# 5.5 G ou 5 G ?



## yannjuve (24 Août 2008)

Bonsoir à tous,

Je suis confronté à un petit probleme;
Je me demandais si vous saviez comment connaitre si notre IPOD est 5 ou 5.5 G ? Est-ce spécifique à la capacité de l'ipode ( 2GO, 4GO, 40GO, 80 GO,...) ou en ayant un IPOD 80 GO il peut etre à la fois 5 ou 5.5 G ? De plus, que represente ce fameux G !? Peux-t-on decouvrir si notre ipod est 5 ou 5.5 G juste en le connectant sur itunes et en lisant ces infos ? En tout cas je ne les ai pas trouvé..
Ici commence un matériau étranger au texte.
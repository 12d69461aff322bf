//! Integration tests for the HTTP trigger endpoint

use serde_json::{json, Value};
use sessionlift::cli::build_router;
use sessionlift::config::HandoffSettings;
use sessionlift::handoff::{HandoffWriter, ObjectRef};
use sessionlift::pipeline::ExportPipeline;
use sessionlift::store::MemoryStore;
use sessionlift::types::RecordKind;
use sessionlift::warehouse::{LoadJob, LoadState, TableSchema, Warehouse};
use std::net::SocketAddr;
use std::sync::Arc;
use std::time::Duration;

/// Warehouse that accepts every load
struct AcceptingWarehouse;

#[async_trait::async_trait]
impl Warehouse for AcceptingWarehouse {
    async fn submit_load(
        &self,
        _source: &ObjectRef,
        _schema: &TableSchema,
    ) -> sessionlift::Result<LoadJob> {
        Ok(LoadJob {
            id: "job-1".to_string(),
            dataset: "game_analytics".to_string(),
            table: "sessions".to_string(),
        })
    }

    async fn load_state(&self, _job: &LoadJob) -> sessionlift::Result<LoadState> {
        Ok(LoadState::Done)
    }
}

struct TestServer {
    addr: SocketAddr,
    store: Arc<MemoryStore>,
    _handoff_dir: tempfile::TempDir,
}

async fn spawn_server() -> TestServer {
    let store = Arc::new(MemoryStore::new());
    let handoff_dir = tempfile::tempdir().unwrap();
    let writer = HandoffWriter::new(&HandoffSettings {
        destination: handoff_dir.path().to_str().unwrap().to_string(),
        object_name: "sessions.ndjson".to_string(),
    })
    .unwrap();

    let pipeline = Arc::new(ExportPipeline::new(
        Arc::clone(&store) as Arc<dyn sessionlift::store::TelemetryStore>,
        writer,
        Arc::new(AcceptingWarehouse),
        2,
    ));

    let app = build_router(pipeline);
    let listener = tokio::net::TcpListener::bind("127.0.0.1:0").await.unwrap();
    let addr = listener.local_addr().unwrap();
    tokio::spawn(async move {
        axum::serve(listener, app).await.unwrap();
    });

    TestServer {
        addr,
        store,
        _handoff_dir: handoff_dir,
    }
}

fn client() -> reqwest::Client {
    reqwest::Client::builder()
        .redirect(reqwest::redirect::Policy::none())
        .build()
        .unwrap()
}

/// Poll a run's status page until it leaves the running state
async fn await_terminal_state(base: &str, run_id: &str) -> Value {
    let client = client();
    for _ in 0..100 {
        let body: Value = client
            .get(format!("{base}/admin/analytics/runs/{run_id}"))
            .send()
            .await
            .unwrap()
            .json()
            .await
            .unwrap();
        if body["data"]["state"] != "running" {
            return body;
        }
        tokio::time::sleep(Duration::from_millis(20)).await;
    }
    panic!("run {run_id} never finished");
}

#[tokio::test]
async fn test_health_endpoint() {
    let server = spawn_server().await;
    let base = format!("http://{}", server.addr);

    let body: Value = client()
        .get(format!("{base}/health"))
        .send()
        .await
        .unwrap()
        .json()
        .await
        .unwrap();
    assert_eq!(body, json!({"status": "ok"}));
}

#[tokio::test]
async fn test_trigger_returns_run_handle() {
    let server = spawn_server().await;
    let base = format!("http://{}", server.addr);

    server
        .store
        .insert(
            RecordKind::Session,
            json!({
                "id": "s-1",
                "startTime": "2026-08-01T10:00:00Z",
                "endTime": "2026-08-01T10:10:00Z"
            }),
        )
        .await
        .unwrap();

    let body: Value = client()
        .get(format!("{base}/admin/analytics/export"))
        .send()
        .await
        .unwrap()
        .json()
        .await
        .unwrap();

    assert_eq!(body["success"], true);
    let run_id = body["data"]["run_id"].as_str().unwrap().to_string();
    assert!(run_id.starts_with("run-"));

    let terminal = await_terminal_state(&base, &run_id).await;
    assert_eq!(terminal["data"]["state"], "succeeded");
    assert_eq!(terminal["data"]["report"]["sessions_exported"], 1);
    assert_eq!(terminal["data"]["report"]["keys_deleted"], 1);

    // The run deleted the exported session from the store.
    assert_eq!(server.store.len(RecordKind::Session).await, 0);
}

#[tokio::test]
async fn test_trigger_with_redirect() {
    let server = spawn_server().await;
    let base = format!("http://{}", server.addr);

    let response = client()
        .get(format!("{base}/admin/analytics/export?redirect=true"))
        .send()
        .await
        .unwrap();

    assert!(response.status().is_redirection());
    let location = response
        .headers()
        .get("location")
        .unwrap()
        .to_str()
        .unwrap();
    assert!(location.starts_with("/admin/analytics/runs/run-"));
}

#[tokio::test]
async fn test_unknown_run_is_404() {
    let server = spawn_server().await;
    let base = format!("http://{}", server.addr);

    let response = client()
        .get(format!("{base}/admin/analytics/runs/run-nope"))
        .send()
        .await
        .unwrap();

    assert_eq!(response.status(), 404);
    let body: Value = response.json().await.unwrap();
    assert_eq!(body["success"], false);
}
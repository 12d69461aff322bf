//! Durable handoff to object storage
//!
//! Serializes the joined session trees as newline-delimited JSON and writes
//! the whole byte stream in a single put to a fixed, well-known object,
//! overwriting prior content. The single put is what makes the handoff
//! all-or-nothing: a failed write leaves no partial object behind for the
//! loader to pick up.

mod rows;

pub use rows::{EventRow, SceneRow, SessionRow};

use crate::config::HandoffSettings;
use crate::error::{Error, Result};
use crate::model::SessionRecord;
use bytes::Bytes;
use object_store::aws::AmazonS3Builder;
use object_store::azure::MicrosoftAzureBuilder;
use object_store::gcp::GoogleCloudStorageBuilder;
use object_store::local::LocalFileSystem;
use object_store::path::Path as ObjectPath;
use object_store::{Attribute, AttributeValue, Attributes, ObjectStore, PutOptions};
use std::sync::Arc;
use tracing::info;

/// MIME type stamped on the handoff object
pub const NDJSON_CONTENT_TYPE: &str = "application/x-ndjson";

/// Opaque reference to the written handoff object, consumed by the loader
#[derive(Debug, Clone, PartialEq, Eq)]
pub struct ObjectRef {
    /// Full URI, e.g. `gs://telemetry-handoff/sessions.ndjson`
    pub uri: String,
}

impl std::fmt::Display for ObjectRef {
    fn fmt(&self, f: &mut std::fmt::Formatter<'_>) -> std::fmt::Result {
        f.write_str(&self.uri)
    }
}

/// Serialize joined sessions to newline-delimited JSON, one row per session
pub fn to_ndjson(sessions: &[SessionRecord]) -> Result<Vec<u8>> {
    let mut buffer = Vec::new();
    for session in sessions {
        let row = SessionRow::from(session);
        serde_json::to_writer(&mut buffer, &row)?;
        buffer.push(b'\n');
    }
    Ok(buffer)
}

/// Object storage destination parsed from a URL
#[derive(Debug, Clone)]
pub struct ObjectDestination {
    /// The object store implementation
    store: Arc<dyn ObjectStore>,
    /// Base path prefix within the bucket/container
    prefix: String,
    /// Original URL scheme, kept for building object URIs
    scheme: String,
}

impl ObjectDestination {
    /// Parse a destination URL and create the matching object store
    ///
    /// Supported formats:
    /// - `s3://bucket/prefix/` - AWS S3
    /// - `gs://bucket/prefix/` - Google Cloud Storage
    /// - `az://container/prefix/` - Azure Blob Storage
    /// - `/local/path/` or `file://path` - Local filesystem
    pub fn parse(url: &str) -> Result<Self> {
        if let Some(rest) = url.strip_prefix("s3://") {
            let (bucket, prefix) = split_bucket(rest);
            let store = AmazonS3Builder::from_env()
                .with_bucket_name(bucket)
                .build()
                .map_err(|e| Error::config(format!("Failed to create s3 client: {e}")))?;
            Ok(Self {
                store: Arc::new(store),
                prefix,
                scheme: "s3".to_string(),
            })
        } else if let Some(rest) = url.strip_prefix("gs://") {
            let (bucket, prefix) = split_bucket(rest);
            let store = GoogleCloudStorageBuilder::from_env()
                .with_bucket_name(bucket)
                .build()
                .map_err(|e| Error::config(format!("Failed to create GCS client: {e}")))?;
            Ok(Self {
                store: Arc::new(store),
                prefix,
                scheme: "gs".to_string(),
            })
        } else if let Some(rest) = url.strip_prefix("az://") {
            let (container, prefix) = split_bucket(rest);
            let store = MicrosoftAzureBuilder::from_env()
                .with_container_name(container)
                .build()
                .map_err(|e| Error::config(format!("Failed to create Azure client: {e}")))?;
            Ok(Self {
                store: Arc::new(store),
                prefix,
                scheme: "az".to_string(),
            })
        } else {
            let path = url.strip_prefix("file://").unwrap_or(url);
            std::fs::create_dir_all(path)
                .map_err(|e| Error::config(format!("Failed to create directory {path}: {e}")))?;
            let store = LocalFileSystem::new_with_prefix(path)
                .map_err(|e| Error::config(format!("Failed to create local store: {e}")))?;
            Ok(Self {
                store: Arc::new(store),
                prefix: String::new(),
                scheme: "file".to_string(),
            })
        }
    }

    /// Whether this destination is a cloud store (not local)
    pub fn is_cloud(&self) -> bool {
        self.scheme != "file"
    }

    /// The destination scheme (s3, gs, az, file)
    pub fn scheme(&self) -> &str {
        &self.scheme
    }

    /// Write bytes to `name`, replacing any existing object
    ///
    /// Cloud backends get the NDJSON content type stamped on the object;
    /// the local filesystem doesn't support attributes, so they are skipped.
    pub async fn put(&self, name: &str, data: Bytes) -> Result<ObjectRef> {
        let path = if self.prefix.is_empty() {
            ObjectPath::from(name)
        } else {
            ObjectPath::from(format!("{}/{name}", self.prefix.trim_end_matches('/')))
        };

        let options = if self.is_cloud() {
            PutOptions {
                attributes: Attributes::from_iter([(
                    Attribute::ContentType,
                    AttributeValue::from(NDJSON_CONTENT_TYPE),
                )]),
                ..Default::default()
            }
        } else {
            PutOptions::default()
        };

        self.store
            .put_opts(&path, data.into(), options)
            .await
            .map_err(|e| Error::handoff(format!("Failed to write {path}: {e}")))?;

        Ok(ObjectRef {
            uri: format!("{}://{path}", self.scheme),
        })
    }
}

/// Split `bucket/prefix` into its two parts
fn split_bucket(rest: &str) -> (&str, String) {
    match rest.find('/') {
        Some(at) => (&rest[..at], rest[at + 1..].trim_end_matches('/').to_string()),
        None => (rest, String::new()),
    }
}

/// Writes the joined batch to its well-known handoff object
#[derive(Debug)]
pub struct HandoffWriter {
    destination: ObjectDestination,
    object_name: String,
}

impl HandoffWriter {
    /// Create a writer from settings
    pub fn new(settings: &HandoffSettings) -> Result<Self> {
        Ok(Self {
            destination: ObjectDestination::parse(&settings.destination)?,
            object_name: settings.object_name.clone(),
        })
    }

    /// Serialize and write the batch, returning the object reference
    pub async fn write(&self, sessions: &[SessionRecord]) -> Result<ObjectRef> {
        let buffer = to_ndjson(sessions)?;
        let bytes_written = buffer.len();

        let object_ref = self
            .destination
            .put(&self.object_name, Bytes::from(buffer))
            .await?;

        info!(
            "Handoff wrote {} sessions ({bytes_written} bytes) to {object_ref}",
            sessions.len()
        );
        Ok(object_ref)
    }
}
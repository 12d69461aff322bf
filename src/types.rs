//! Common types used throughout sessionlift
//!
//! Shared type definitions and aliases used across multiple modules.

use serde::{Deserialize, Serialize};

// ============================================================================
// Type Aliases
// ============================================================================

/// JSON value type (re-exported from serde_json)
pub type JsonValue = serde_json::Value;

/// JSON object type
pub type JsonObject = serde_json::Map<String, JsonValue>;

// ============================================================================
// Record Kind
// ============================================================================

/// The three levels of the telemetry hierarchy
#[derive(Debug, Clone, Copy, PartialEq, Eq, Hash, Serialize, Deserialize)]
#[serde(rename_all = "snake_case")]
pub enum RecordKind {
    /// Top-level play session
    Session,
    /// Scene visited during a session
    Scene,
    /// Instrumented event inside a scene
    Event,
}

impl RecordKind {
    /// All kinds, in hierarchy order
    pub const ALL: [RecordKind; 3] = [RecordKind::Session, RecordKind::Scene, RecordKind::Event];

    /// Stable name used in store URLs and log messages
    pub fn as_str(self) -> &'static str {
        match self {
            RecordKind::Session => "session",
            RecordKind::Scene => "scene",
            RecordKind::Event => "event",
        }
    }
}

impl std::fmt::Display for RecordKind {
    fn fmt(&self, f: &mut std::fmt::Formatter<'_>) -> std::fmt::Result {
        f.write_str(self.as_str())
    }
}

// ============================================================================
// Backoff Type
// ============================================================================

/// Type of backoff for HTTP retries
#[derive(Debug, Clone, Copy, PartialEq, Eq, Default, Serialize, Deserialize)]
#[serde(rename_all = "snake_case")]
pub enum BackoffType {
    /// Constant delay between retries
    Constant,
    /// Linear increase in delay
    Linear,
    /// Exponential increase in delay
    #[default]
    Exponential,
}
J'ai grand besoins de votre aide,
Merci d'avance à ceux qui prendront le temps de repondre !


----------



## yannjuve (24 Août 2008)

UP svp


----------



## divoli (24 Août 2008)

G comme Generations, différentes de plus du type d'iPod.

A ma connaissance, 5.5 G, cela n'existe pas.

A télécharger (freeware), puis regarder l'historique des iPod sous "Devices".


----------



## yannjuve (24 Août 2008)

Merci beaucoup pour ta reponse que j'attendais depuis longtemps
Cependant je n'ai pas tout à fait saisi la reponse.

Le 5.5G n'existe donc plus ? De quelle Generation alors devrait etre mon Ipod 80 GO video ? Merci de ta reponse encore


----------



## divoli (24 Août 2008)

Je n'ai pas dit qu'il n'existait plus, j'ai dit qu'à ma connaissance ça n'existe pas (mais je peux me tromper).

Pour le reste:
- Tu télécharges le logiciel indiqué,
- Tu l'installes,
- Dans la colonne de gauche, tu déroules "Devices", puis "iPod", puis tu fais défiler jusqu'à retrouver ton modèle d'iPod.


----------



## yannjuve (24 Août 2008)

Sur un autre forum on me dit que l'IPOD VIDEO 80 GO est un 5.5 G.

Qu'en dites vous ?


----------



## divoli (24 Août 2008)

Disons que cette appellation "G" n'a rien d'officielle...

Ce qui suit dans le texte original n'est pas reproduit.